▶ **WHAT TO PRODUCE**:
What do the lines from the top of the data through the line with "the License, or" say? Quote them exactly and include both ends.

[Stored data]

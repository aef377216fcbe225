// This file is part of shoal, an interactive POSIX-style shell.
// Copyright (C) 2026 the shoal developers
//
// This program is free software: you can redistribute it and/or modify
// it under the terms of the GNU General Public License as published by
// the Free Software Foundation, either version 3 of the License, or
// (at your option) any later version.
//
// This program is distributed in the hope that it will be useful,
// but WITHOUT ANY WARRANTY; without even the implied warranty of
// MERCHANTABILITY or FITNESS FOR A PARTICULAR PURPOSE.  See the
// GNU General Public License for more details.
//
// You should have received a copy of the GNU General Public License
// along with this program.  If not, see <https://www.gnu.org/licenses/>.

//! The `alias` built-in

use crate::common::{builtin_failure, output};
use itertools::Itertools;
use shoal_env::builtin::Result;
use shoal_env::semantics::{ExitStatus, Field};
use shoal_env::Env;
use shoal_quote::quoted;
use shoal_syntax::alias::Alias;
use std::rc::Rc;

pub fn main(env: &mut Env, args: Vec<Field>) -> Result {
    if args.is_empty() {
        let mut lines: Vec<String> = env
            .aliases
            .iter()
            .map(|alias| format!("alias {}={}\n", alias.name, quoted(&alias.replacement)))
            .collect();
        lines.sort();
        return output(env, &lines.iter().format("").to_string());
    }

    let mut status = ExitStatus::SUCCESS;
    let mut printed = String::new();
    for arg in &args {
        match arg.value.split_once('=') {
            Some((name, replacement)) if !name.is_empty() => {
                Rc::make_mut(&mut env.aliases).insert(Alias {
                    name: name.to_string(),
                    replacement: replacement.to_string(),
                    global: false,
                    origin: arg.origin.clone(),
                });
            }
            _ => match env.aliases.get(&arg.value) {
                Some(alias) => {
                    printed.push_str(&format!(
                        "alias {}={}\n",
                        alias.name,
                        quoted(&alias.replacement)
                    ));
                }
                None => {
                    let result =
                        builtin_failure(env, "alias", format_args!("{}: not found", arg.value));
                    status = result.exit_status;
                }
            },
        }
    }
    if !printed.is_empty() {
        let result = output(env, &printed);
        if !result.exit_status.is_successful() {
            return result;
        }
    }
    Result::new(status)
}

▶ **WRITTEN RESPONSE**:
repository aef377216fcbe225
// This file is part of shoal, an interactive POSIX-style shell.
// Copyright (C) 2026 the shoal developers
//
// This program is free software: you can redistribute it and/or modify
// it under the terms of the GNU General Public License as published by
// the Free Software Foundation, either version 3 of the License, or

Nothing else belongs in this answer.